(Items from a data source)

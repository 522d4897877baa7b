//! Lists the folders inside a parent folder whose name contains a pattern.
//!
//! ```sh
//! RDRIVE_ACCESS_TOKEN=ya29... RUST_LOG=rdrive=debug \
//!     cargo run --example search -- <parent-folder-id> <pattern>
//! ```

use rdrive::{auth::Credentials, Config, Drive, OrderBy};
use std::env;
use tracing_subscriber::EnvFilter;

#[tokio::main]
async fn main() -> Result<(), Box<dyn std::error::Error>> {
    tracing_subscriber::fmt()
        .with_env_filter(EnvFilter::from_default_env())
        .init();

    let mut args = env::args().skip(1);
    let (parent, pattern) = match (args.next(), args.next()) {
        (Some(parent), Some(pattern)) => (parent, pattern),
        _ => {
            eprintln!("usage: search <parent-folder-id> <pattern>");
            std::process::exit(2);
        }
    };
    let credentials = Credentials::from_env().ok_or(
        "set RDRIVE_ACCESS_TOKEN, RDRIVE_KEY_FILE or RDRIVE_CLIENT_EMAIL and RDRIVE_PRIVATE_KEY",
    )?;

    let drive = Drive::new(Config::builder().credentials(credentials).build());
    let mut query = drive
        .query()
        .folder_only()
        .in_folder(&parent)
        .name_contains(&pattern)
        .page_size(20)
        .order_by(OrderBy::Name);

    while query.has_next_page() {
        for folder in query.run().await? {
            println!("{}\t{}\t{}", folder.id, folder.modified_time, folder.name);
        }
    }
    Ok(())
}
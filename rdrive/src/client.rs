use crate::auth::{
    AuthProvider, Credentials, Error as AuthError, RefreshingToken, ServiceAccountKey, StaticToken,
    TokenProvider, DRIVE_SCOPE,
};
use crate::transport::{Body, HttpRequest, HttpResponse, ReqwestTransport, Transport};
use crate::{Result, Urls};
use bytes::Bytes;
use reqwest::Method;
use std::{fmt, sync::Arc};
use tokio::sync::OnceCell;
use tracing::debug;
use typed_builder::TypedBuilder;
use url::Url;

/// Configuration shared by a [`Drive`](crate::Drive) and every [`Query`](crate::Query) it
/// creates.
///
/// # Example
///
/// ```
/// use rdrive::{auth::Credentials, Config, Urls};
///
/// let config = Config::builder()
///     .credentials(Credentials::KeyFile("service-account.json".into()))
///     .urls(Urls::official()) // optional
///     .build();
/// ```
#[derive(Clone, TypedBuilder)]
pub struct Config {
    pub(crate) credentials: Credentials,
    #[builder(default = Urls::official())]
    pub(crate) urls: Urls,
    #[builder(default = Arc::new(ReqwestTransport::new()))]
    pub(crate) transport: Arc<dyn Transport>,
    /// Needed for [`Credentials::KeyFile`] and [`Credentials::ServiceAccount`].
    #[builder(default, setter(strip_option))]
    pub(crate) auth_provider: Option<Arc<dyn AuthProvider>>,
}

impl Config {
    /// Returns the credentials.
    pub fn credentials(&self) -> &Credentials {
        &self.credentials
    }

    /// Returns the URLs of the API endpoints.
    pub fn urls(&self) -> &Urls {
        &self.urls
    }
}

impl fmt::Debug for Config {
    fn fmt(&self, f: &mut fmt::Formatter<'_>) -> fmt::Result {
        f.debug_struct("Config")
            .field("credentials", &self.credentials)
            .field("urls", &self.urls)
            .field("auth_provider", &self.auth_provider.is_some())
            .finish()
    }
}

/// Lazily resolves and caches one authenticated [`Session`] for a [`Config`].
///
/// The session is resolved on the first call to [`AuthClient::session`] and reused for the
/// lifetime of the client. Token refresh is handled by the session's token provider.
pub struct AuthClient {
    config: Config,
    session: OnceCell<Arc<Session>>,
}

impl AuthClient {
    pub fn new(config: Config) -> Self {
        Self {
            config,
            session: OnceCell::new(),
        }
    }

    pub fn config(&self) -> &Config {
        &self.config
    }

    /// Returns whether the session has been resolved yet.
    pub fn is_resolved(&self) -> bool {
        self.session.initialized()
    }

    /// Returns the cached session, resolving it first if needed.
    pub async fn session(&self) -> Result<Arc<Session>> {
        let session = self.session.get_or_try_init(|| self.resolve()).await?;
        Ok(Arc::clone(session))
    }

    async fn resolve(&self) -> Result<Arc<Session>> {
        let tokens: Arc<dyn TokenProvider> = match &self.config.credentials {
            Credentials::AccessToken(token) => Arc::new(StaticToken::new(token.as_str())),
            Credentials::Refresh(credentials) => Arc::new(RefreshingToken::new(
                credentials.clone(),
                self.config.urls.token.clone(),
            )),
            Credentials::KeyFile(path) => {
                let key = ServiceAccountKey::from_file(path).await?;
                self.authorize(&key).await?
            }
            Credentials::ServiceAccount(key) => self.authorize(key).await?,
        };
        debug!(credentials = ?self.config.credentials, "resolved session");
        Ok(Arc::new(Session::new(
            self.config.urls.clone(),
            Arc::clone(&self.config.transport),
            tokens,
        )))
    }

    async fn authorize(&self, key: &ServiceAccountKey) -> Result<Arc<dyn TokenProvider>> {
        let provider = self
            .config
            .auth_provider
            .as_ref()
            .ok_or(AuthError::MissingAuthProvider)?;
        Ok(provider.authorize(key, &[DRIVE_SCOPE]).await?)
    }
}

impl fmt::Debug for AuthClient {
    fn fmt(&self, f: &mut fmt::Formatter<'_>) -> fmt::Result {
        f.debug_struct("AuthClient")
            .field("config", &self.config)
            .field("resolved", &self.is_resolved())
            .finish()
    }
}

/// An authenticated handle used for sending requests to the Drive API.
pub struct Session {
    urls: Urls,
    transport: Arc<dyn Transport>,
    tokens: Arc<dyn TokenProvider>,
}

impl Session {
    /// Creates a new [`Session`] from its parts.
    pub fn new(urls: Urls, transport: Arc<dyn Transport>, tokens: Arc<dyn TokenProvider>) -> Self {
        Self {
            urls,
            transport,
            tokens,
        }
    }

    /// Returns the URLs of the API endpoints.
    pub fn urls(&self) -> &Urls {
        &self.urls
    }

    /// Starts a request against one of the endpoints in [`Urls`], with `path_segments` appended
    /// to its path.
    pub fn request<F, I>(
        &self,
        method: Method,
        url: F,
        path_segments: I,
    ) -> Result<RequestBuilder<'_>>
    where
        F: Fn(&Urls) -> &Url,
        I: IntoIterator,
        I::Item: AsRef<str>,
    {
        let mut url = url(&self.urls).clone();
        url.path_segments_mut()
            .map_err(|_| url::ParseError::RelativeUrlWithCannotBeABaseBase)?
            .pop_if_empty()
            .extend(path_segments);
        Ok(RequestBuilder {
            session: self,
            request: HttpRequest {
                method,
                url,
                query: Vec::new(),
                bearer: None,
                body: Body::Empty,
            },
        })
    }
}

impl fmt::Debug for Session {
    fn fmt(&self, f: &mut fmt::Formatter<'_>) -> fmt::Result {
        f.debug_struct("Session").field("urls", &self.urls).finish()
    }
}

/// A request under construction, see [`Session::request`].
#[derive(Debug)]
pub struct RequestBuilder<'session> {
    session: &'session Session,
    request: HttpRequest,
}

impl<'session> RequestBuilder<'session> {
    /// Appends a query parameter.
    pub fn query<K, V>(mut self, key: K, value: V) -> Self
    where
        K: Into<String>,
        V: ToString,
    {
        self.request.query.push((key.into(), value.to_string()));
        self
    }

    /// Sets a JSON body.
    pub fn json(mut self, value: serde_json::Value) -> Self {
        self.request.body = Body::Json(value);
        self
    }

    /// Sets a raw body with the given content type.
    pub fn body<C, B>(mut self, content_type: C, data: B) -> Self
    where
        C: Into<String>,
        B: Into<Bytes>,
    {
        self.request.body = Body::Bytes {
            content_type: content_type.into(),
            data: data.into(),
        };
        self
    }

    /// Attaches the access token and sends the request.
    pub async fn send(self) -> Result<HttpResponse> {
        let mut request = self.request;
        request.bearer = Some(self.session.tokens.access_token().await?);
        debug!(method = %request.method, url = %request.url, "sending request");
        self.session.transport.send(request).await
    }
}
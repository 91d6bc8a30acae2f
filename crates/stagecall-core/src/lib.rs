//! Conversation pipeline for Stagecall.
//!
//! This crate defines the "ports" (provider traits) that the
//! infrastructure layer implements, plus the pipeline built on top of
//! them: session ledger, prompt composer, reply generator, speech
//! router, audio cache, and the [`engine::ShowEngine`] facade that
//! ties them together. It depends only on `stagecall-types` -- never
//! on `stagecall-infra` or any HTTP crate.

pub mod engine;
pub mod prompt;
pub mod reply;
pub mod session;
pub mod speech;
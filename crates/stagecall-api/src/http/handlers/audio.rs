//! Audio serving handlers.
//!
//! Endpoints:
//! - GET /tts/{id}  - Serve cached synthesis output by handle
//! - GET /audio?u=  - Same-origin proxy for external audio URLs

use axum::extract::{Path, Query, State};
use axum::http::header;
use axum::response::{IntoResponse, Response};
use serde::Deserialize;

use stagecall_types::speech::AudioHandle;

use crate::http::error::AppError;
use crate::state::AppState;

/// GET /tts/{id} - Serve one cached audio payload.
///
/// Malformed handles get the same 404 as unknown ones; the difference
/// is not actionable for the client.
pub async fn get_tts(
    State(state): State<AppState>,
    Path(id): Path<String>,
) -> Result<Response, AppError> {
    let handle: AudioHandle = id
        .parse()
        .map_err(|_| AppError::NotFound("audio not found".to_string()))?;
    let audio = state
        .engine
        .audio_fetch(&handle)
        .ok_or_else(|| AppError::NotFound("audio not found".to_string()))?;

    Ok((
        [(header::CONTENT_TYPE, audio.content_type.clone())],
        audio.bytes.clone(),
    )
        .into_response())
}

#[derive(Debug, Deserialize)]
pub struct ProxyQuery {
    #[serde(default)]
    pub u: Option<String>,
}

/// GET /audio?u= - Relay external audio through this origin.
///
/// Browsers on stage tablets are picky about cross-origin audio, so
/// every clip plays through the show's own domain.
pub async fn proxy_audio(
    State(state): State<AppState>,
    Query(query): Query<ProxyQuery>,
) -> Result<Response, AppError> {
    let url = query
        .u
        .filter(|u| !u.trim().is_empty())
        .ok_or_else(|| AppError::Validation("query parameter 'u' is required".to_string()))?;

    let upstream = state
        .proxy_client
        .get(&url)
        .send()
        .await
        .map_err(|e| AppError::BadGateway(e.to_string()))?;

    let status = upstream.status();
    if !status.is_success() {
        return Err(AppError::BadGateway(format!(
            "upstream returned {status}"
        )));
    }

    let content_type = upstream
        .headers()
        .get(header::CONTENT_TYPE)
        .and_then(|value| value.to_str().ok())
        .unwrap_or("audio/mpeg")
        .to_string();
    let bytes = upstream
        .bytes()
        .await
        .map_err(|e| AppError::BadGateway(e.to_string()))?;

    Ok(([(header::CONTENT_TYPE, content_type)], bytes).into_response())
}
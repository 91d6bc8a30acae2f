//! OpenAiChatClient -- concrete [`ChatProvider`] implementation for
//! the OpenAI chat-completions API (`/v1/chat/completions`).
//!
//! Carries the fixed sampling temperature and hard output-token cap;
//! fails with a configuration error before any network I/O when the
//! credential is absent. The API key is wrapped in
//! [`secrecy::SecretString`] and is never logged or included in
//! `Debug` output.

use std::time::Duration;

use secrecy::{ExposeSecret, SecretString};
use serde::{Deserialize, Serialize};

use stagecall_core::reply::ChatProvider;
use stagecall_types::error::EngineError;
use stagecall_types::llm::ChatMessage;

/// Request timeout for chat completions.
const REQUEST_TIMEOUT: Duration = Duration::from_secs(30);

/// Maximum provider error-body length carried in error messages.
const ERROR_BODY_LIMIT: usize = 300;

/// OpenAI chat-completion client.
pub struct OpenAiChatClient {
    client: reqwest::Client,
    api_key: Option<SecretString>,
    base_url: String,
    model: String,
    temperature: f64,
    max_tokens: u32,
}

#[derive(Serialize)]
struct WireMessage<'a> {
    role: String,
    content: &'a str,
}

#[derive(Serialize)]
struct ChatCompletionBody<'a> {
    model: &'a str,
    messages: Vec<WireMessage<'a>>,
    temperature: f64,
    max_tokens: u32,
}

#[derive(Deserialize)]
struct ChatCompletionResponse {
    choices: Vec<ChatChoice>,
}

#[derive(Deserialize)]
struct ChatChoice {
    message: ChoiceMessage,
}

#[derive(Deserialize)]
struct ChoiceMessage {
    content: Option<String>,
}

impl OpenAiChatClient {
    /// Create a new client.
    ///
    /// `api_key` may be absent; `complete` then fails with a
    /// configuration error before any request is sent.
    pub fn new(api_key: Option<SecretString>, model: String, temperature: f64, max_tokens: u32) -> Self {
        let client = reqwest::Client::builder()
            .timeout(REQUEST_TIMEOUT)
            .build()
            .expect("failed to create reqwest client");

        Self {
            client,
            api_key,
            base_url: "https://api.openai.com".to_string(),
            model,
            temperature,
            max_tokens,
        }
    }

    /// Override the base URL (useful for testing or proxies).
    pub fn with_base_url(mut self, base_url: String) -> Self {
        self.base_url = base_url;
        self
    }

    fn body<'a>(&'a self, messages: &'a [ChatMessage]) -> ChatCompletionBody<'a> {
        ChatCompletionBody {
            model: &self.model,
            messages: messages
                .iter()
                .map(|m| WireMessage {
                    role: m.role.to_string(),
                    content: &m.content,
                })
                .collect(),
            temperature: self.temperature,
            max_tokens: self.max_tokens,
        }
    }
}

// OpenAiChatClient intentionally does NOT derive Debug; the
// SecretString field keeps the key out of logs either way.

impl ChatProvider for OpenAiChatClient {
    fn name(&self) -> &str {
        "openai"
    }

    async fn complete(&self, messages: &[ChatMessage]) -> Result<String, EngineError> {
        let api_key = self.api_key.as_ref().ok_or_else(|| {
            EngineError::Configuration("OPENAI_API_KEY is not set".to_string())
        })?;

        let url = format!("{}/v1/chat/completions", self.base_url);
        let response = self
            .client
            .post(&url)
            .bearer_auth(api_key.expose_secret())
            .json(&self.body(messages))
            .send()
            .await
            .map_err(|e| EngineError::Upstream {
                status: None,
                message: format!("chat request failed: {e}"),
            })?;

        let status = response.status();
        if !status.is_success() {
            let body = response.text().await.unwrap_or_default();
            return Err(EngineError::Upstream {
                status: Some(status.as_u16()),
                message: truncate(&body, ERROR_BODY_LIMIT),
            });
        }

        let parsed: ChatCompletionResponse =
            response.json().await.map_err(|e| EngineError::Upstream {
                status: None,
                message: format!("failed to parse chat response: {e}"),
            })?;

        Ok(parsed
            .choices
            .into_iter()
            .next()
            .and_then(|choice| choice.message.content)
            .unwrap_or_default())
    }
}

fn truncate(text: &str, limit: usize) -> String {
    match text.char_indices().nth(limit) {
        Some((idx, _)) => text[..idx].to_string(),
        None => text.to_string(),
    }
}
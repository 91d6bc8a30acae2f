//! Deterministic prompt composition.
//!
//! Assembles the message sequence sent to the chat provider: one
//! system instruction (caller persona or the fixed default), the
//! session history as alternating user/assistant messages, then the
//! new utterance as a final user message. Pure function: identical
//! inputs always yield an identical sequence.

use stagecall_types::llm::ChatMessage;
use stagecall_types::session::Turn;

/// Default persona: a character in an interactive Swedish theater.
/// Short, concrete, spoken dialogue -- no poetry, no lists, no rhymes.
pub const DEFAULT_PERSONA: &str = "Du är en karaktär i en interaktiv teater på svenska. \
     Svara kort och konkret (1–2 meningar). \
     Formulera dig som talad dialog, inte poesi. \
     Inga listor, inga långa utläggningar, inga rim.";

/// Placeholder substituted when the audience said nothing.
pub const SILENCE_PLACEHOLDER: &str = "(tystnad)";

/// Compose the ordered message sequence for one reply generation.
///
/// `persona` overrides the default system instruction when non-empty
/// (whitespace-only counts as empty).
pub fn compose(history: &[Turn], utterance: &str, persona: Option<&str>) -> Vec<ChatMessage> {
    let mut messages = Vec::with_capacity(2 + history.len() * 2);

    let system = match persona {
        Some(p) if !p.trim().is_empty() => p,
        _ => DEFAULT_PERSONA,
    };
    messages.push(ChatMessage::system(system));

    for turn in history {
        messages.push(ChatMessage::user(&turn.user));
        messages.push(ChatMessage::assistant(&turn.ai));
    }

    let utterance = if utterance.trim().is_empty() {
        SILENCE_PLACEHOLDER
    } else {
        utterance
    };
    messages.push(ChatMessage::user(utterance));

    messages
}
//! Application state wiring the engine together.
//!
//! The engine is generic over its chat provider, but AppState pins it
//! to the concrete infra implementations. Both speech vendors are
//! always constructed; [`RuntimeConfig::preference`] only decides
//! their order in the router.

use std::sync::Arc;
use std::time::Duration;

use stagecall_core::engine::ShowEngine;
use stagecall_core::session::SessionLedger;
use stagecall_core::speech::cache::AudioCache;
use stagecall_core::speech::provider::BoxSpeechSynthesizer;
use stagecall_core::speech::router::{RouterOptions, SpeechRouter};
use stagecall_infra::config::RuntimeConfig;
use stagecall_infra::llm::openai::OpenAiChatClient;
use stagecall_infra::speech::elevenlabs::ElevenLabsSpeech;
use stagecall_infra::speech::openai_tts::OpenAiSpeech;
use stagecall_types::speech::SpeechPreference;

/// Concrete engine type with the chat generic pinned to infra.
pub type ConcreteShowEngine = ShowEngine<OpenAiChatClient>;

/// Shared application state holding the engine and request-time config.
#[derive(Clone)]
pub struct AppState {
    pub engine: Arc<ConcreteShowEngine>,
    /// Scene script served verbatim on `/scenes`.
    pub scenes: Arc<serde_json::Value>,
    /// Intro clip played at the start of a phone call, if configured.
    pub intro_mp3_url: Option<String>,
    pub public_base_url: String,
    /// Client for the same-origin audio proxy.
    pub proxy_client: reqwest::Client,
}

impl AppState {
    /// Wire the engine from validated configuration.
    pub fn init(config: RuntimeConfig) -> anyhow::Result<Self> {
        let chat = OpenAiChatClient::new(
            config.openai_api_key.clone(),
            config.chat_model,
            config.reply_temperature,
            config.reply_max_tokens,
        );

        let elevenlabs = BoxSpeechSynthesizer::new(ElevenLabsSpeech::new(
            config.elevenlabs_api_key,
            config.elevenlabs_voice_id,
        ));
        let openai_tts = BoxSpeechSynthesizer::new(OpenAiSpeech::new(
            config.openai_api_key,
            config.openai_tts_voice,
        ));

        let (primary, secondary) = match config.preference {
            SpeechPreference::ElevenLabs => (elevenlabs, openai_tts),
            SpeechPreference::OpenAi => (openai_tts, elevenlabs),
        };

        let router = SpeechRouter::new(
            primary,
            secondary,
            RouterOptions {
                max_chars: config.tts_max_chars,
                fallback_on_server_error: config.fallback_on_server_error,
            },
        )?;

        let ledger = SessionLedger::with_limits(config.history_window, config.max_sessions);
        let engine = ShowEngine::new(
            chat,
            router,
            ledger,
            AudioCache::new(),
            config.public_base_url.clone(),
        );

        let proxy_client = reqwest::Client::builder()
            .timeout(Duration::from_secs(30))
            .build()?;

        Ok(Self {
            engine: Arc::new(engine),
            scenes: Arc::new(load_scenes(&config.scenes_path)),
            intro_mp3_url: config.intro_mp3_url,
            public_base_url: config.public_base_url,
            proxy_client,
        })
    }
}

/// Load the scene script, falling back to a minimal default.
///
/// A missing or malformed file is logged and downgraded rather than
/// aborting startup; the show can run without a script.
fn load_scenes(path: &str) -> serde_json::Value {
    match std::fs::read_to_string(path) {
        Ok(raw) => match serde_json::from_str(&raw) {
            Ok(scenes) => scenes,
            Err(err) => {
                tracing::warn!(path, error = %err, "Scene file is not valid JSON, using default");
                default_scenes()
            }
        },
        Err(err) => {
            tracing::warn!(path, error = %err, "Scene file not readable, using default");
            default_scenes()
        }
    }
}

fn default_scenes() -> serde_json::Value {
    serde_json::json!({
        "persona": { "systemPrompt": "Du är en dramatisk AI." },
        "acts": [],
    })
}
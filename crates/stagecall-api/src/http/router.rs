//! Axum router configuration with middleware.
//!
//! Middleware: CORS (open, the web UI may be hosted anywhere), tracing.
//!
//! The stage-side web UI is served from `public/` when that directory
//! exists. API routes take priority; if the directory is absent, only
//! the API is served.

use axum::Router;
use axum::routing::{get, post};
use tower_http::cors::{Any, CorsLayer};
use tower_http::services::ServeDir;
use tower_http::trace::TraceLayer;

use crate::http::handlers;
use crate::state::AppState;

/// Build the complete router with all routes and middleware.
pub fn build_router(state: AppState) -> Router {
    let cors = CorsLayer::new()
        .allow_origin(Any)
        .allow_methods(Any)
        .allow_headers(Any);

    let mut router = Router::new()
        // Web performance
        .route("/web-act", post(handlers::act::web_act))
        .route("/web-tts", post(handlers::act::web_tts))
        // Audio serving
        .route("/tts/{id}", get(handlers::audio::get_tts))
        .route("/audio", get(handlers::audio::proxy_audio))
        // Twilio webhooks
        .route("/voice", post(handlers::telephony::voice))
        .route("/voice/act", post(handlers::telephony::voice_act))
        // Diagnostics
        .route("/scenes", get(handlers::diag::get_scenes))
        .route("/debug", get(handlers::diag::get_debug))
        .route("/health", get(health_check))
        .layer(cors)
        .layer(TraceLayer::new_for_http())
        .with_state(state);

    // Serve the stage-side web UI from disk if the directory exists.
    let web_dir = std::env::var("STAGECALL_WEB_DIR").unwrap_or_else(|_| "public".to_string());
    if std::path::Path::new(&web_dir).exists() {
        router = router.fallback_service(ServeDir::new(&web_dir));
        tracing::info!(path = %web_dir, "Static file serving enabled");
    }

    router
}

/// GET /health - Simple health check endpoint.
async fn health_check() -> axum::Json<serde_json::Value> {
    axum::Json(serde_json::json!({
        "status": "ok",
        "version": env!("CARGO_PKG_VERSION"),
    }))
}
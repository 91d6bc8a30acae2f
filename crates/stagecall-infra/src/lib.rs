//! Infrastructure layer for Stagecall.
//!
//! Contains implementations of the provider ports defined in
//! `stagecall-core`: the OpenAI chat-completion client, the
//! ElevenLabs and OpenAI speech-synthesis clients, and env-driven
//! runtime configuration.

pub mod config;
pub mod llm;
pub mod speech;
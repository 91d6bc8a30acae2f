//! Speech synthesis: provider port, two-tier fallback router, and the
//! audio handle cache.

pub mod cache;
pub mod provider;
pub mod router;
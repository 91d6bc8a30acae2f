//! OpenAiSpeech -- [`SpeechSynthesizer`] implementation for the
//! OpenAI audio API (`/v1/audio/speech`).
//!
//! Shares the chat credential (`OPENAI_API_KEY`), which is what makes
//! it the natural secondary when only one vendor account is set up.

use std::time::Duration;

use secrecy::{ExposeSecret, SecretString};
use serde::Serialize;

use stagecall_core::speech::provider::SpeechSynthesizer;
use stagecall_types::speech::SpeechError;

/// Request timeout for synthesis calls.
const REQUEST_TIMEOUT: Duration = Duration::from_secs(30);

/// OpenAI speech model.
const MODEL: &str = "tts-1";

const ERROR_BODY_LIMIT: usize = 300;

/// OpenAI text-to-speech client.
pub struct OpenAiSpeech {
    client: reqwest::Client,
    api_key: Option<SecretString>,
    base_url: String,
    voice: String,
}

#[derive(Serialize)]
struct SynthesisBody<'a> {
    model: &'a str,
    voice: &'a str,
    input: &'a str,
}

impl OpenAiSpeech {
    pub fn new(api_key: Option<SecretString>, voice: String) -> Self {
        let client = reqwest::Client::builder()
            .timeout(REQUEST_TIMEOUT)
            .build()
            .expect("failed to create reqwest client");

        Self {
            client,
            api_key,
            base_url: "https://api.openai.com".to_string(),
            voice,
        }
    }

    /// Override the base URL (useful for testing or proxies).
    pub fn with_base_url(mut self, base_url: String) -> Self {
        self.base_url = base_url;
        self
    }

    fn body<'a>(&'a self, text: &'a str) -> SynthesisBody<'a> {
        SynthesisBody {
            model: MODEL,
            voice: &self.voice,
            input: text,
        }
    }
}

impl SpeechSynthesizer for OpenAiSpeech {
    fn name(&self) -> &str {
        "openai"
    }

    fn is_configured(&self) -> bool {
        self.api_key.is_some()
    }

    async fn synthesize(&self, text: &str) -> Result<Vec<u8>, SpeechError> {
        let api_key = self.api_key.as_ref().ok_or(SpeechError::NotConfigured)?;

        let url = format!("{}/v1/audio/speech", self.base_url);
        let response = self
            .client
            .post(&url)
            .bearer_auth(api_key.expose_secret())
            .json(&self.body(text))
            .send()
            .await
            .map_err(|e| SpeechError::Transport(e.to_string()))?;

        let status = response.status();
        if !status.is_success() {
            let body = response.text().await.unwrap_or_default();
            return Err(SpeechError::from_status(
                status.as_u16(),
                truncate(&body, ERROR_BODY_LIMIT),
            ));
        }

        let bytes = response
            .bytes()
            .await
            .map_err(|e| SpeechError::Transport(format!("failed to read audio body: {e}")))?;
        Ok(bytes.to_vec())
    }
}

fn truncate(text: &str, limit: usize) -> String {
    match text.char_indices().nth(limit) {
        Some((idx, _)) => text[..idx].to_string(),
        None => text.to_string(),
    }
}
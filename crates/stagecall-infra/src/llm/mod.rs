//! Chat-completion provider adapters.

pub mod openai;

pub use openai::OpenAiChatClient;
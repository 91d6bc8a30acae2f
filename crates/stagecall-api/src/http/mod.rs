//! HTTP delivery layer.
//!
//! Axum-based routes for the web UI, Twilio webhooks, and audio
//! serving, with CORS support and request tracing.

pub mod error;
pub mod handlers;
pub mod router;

### [Exercise goal]
Show a copy of each line from the records above in which the string "before" occurs.

### [Response]
//! fails with a configuration error before any network I/O when the
    /// configuration error before any request is sent.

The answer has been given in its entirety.